Hydrogen fueling is asking for a major disaster. Fueling stations and FCV's would store an explosive gas at 900 bar. The station would likely fuel the vehicle using personnel with third grade education and 1 hour training. Nat gas is also questionable as to safety both on the vehicle and refueling. Using LPG in both instances makes a lot more sense. Should be able to reforumulate LPG on board the vehicle into H2. There is already large scale manufacture of LPG using plentiful nat gas.
My question is: will electric cars become like appliances or pc's, where they can be upgraded by software download or changing components. So for example could you take your early Leaf with a 100 mile range and improve its range to 141 miles with upgrades.
This study of future energy consumption mirrors other similar serious studies such as the Ricardo Study of about 1 year ago. Bottom line, forecasting flaccid future demand accompanied by robust supply. The scenario outlined will almost certainly lead to a collapse in the price of crude oil. @ David many current developments have "disruptive potential" one of which is certainly improving battery technology. Another the pace of conversion to natural gas fueled vehicles.
@mahonj: Efficiency standards such as these all but guarantee a collapse in petroleum prices. Oft repeated nonsense: "The days of cheap oil are over ...demand is rising all over the world". Oil is not scarce and never will be. The oil industry itself projects very moderate growth in worldwide demand (1.5% to 3% annually) over the next few years, and that is probably overly optimistic. See the recent study by Ricardo. The United States may be at the point where petroleum consumption is falling year over year. We are still the largest consuming market in the world by far.
Those of you skeptical of an oil price collapse should read the recent study by Ricardo. This Harvard Kennedy study addresses only supply whereas Ricardo included demand. Petroleum demand has potential to decline overall with the phenomenal increases in fuel efficiency coming on stream. Natural gas replacing oil as fuel could have a big impact. The notion that oil is scarce or depleting is absurd, considering the current staggering daily production. My prediction: oil price collapse is imminent when US oil consumption declines year over year. We're close now.
I tried to figure out how it works. The XL website says it uses regen braking which makes sense, this would be activated by the brake pedal signal. Then they claim it (helps) "propel the vehicle when drivers accelerate" and this would probably be activated picking up by the gas pedal or throttle signal. The oem engine management software would have to lighten the fuel boost when e-boost kicks in--this is plausible without tweaking. I would anticipate some driveability issues like rough transitions. Also it seems trouble is likely with antilock braking and traction control systems.

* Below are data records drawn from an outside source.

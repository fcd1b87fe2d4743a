use thiserror::Error;

/// Represents a linear programming problem in bounded, sparse-row form:
///
/// ```text
/// minimize   c^T x
/// subject to rows[r].lower <= A[r] x <= rows[r].upper
///            columns[k].lower <= x[k] <= columns[k].upper
/// ```
#[cfg_attr(feature = "serde", derive(serde::Serialize, serde::Deserialize))]
#[derive(Debug, Clone, PartialEq)]
pub struct LpProblem {
    /// Objective function coefficients (costs)
    pub objective: Objective,
    /// Bounds for each variable
    pub columns: Vec<Bounds>,
    /// Bounds for each constraint row
    pub rows: Vec<Bounds>,
    /// Constraint coefficients, one sparse row per entry of `rows`
    pub matrix: SparseMatrix,
}

#[cfg_attr(feature = "serde", derive(serde::Serialize, serde::Deserialize))]
#[derive(Debug, Clone, PartialEq)]
pub struct Objective {
    /// Coefficients for each variable
    pub coefficients: Vec<f64>,
    /// Whether to minimize or maximize
    pub minimize: bool,
}

/// Closed interval `[lower, upper]`; either side may be infinite.
#[cfg_attr(feature = "serde", derive(serde::Serialize, serde::Deserialize))]
#[derive(Debug, Clone, Copy, PartialEq)]
pub struct Bounds {
    pub lower: f64,
    pub upper: f64,
}

impl Bounds {
    pub fn between(lower: f64, upper: f64) -> Self {
        Self { lower, upper }
    }

    pub fn fixed(value: f64) -> Self {
        Self::between(value, value)
    }

    /// `[0, upper]`
    pub fn at_most(upper: f64) -> Self {
        Self::between(0.0, upper)
    }

    /// `[0, +inf)`
    pub fn non_negative() -> Self {
        Self::between(0.0, f64::INFINITY)
    }

    pub fn free() -> Self {
        Self::between(f64::NEG_INFINITY, f64::INFINITY)
    }

    pub fn is_fixed(&self) -> bool {
        self.lower == self.upper
    }

    fn has_nan(&self) -> bool {
        self.lower.is_nan() || self.upper.is_nan()
    }
}

/// Compressed sparse row storage.
///
/// Row `r` owns the entries `row_starts[r]..row_starts[r + 1]` of `columns`
/// and `values`. The final offset always equals the number of non-zeros.
/// Deserialized matrices go through [`SparseMatrix::from_parts`].
#[cfg_attr(feature = "serde", derive(serde::Serialize, serde::Deserialize))]
#[cfg_attr(feature = "serde", serde(try_from = "CsrParts"))]
#[derive(Debug, Clone, PartialEq)]
pub struct SparseMatrix {
    row_starts: Vec<usize>,
    columns: Vec<usize>,
    values: Vec<f64>,
}

#[cfg(feature = "serde")]
#[derive(serde::Deserialize)]
struct CsrParts {
    row_starts: Vec<usize>,
    columns: Vec<usize>,
    values: Vec<f64>,
}

#[cfg(feature = "serde")]
impl TryFrom<CsrParts> for SparseMatrix {
    type Error = ProblemError;

    fn try_from(parts: CsrParts) -> Result<Self, Self::Error> {
        Self::from_parts(parts.row_starts, parts.columns, parts.values)
    }
}

impl Default for SparseMatrix {
    fn default() -> Self {
        Self {
            row_starts: vec![0],
            columns: Vec::new(),
            values: Vec::new(),
        }
    }
}

impl SparseMatrix {
    pub fn new() -> Self {
        Self::default()
    }

    pub fn with_capacity(rows: usize, nonzeros: usize) -> Self {
        let mut row_starts = Vec::with_capacity(rows + 1);
        row_starts.push(0);
        Self {
            row_starts,
            columns: Vec::with_capacity(nonzeros),
            values: Vec::with_capacity(nonzeros),
        }
    }

    /// Assemble a matrix from raw CSR triples, checking the offset invariants.
    pub fn from_parts(
        row_starts: Vec<usize>,
        columns: Vec<usize>,
        values: Vec<f64>,
    ) -> Result<Self, ProblemError> {
        let matrix = Self { row_starts, columns, values };
        matrix.check_layout()?;
        Ok(matrix)
    }

    fn check_layout(&self) -> Result<(), ProblemError> {
        if self.columns.len() != self.values.len() {
            return Err(ProblemError::MisalignedEntries {
                columns: self.columns.len(),
                values: self.values.len(),
            });
        }
        if self.row_starts.first() != Some(&0) {
            return Err(ProblemError::BadRowOffsets("first offset must be 0".to_string()));
        }
        if let Some(r) = self.row_starts.windows(2).position(|w| w[0] > w[1]) {
            return Err(ProblemError::BadRowOffsets(format!("offsets decrease at row {}", r)));
        }
        if self.row_starts.last() != Some(&self.columns.len()) {
            return Err(ProblemError::BadRowOffsets(format!(
                "last offset must equal the non-zero count {}",
                self.columns.len()
            )));
        }
        Ok(())
    }

    /// Append one row; returns its index.
    pub fn push_row(&mut self, entries: impl IntoIterator<Item = (usize, f64)>) -> usize {
        for (column, value) in entries {
            self.columns.push(column);
            self.values.push(value);
        }
        self.row_starts.push(self.columns.len());
        self.row_starts.len() - 2
    }

    pub fn num_rows(&self) -> usize {
        self.row_starts.len().saturating_sub(1)
    }

    pub fn num_nonzeros(&self) -> usize {
        self.columns.len()
    }

    pub fn row_len(&self, row: usize) -> usize {
        self.row_starts[row + 1] - self.row_starts[row]
    }

    pub fn row(&self, row: usize) -> impl Iterator<Item = (usize, f64)> + '_ {
        let span = self.row_starts[row]..self.row_starts[row + 1];
        self.columns[span.clone()]
            .iter()
            .copied()
            .zip(self.values[span].iter().copied())
    }

    pub fn row_starts(&self) -> &[usize] {
        &self.row_starts
    }

    pub fn columns(&self) -> &[usize] {
        &self.columns
    }

    pub fn values(&self) -> &[f64] {
        &self.values
    }
}

#[derive(Error, Debug, Clone, PartialEq)]
pub enum ProblemError {
    #[error("Objective has {coefficients} coefficients but the problem has {columns} columns")]
    ObjectiveLength { coefficients: usize, columns: usize },
    #[error("Matrix has {matrix} rows but {bounds} row bounds were given")]
    RowCount { matrix: usize, bounds: usize },
    #[error("Column index {column} in row {row} is out of range for {columns} columns")]
    ColumnOutOfRange { row: usize, column: usize, columns: usize },
    #[error("Column index and value sequences differ in length ({columns} vs {values})")]
    MisalignedEntries { columns: usize, values: usize },
    #[error("Invalid row offsets: {0}")]
    BadRowOffsets(String),
    #[error("NaN found in {0}")]
    NotANumber(String),
}

impl LpProblem {
    pub fn new(objective: Objective, columns: Vec<Bounds>, rows: Vec<Bounds>, matrix: SparseMatrix) -> Self {
        Self {
            objective,
            columns,
            rows,
            matrix,
        }
    }

    pub fn num_variables(&self) -> usize {
        self.columns.len()
    }

    pub fn num_constraints(&self) -> usize {
        self.rows.len()
    }

    /// Check the shape invariants engines rely on.
    pub fn validate(&self) -> Result<(), ProblemError> {
        let n = self.num_variables();
        self.matrix.check_layout()?;
        if self.objective.coefficients.len() != n {
            return Err(ProblemError::ObjectiveLength {
                coefficients: self.objective.coefficients.len(),
                columns: n,
            });
        }
        if self.matrix.num_rows() != self.rows.len() {
            return Err(ProblemError::RowCount {
                matrix: self.matrix.num_rows(),
                bounds: self.rows.len(),
            });
        }
        if let Some(k) = self.objective.coefficients.iter().position(|c| c.is_nan()) {
            return Err(ProblemError::NotANumber(format!("objective coefficient {}", k)));
        }
        if let Some(k) = self.columns.iter().position(Bounds::has_nan) {
            return Err(ProblemError::NotANumber(format!("column bound {}", k)));
        }
        if let Some(r) = self.rows.iter().position(Bounds::has_nan) {
            return Err(ProblemError::NotANumber(format!("row bound {}", r)));
        }
        for row in 0..self.matrix.num_rows() {
            for (column, value) in self.matrix.row(row) {
                if column >= n {
                    return Err(ProblemError::ColumnOutOfRange { row, column, columns: n });
                }
                if value.is_nan() {
                    return Err(ProblemError::NotANumber(format!("row {} column {}", row, column)));
                }
            }
        }
        Ok(())
    }
}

"many years sooner" is correct Harvey; in fact you will see US oil demand decrease year over year very shortly, I would say within 5 yrs. Not to be taken lightly, the US is the world's largest economy by GDP; currently aprox. twice number two, China. This Ricardo study closely tracks with the recent one by BP. As I've said all along, oil is not scarce, it could not possibly be given today's production levels. The invevitable outcome of these market forces will be a collapse in the price of crude oil.
Should make for a fun to drive rental car! Seriously GM doesn't say whether the Malibu powertrain will have stop/start and gives few details. Interesting divergence from Ford which is claiming its 2.0 liter ecoboost engine will do 240hp/270 ft lbs in the Explorer.
Many what-if design questions occur to me. For example, what if the front powertrain were removed and equivalent weight in batteries were put in? ie what range would result. The torgue of the electric drive suggests its overpowered at 740 ft lbs continuous; could it be downsized.
It is so urgent to put this in should be treated as a manhattan project with support from multiple government & private sectors. As a retrofit it could reduce US oil imports in a short time frame.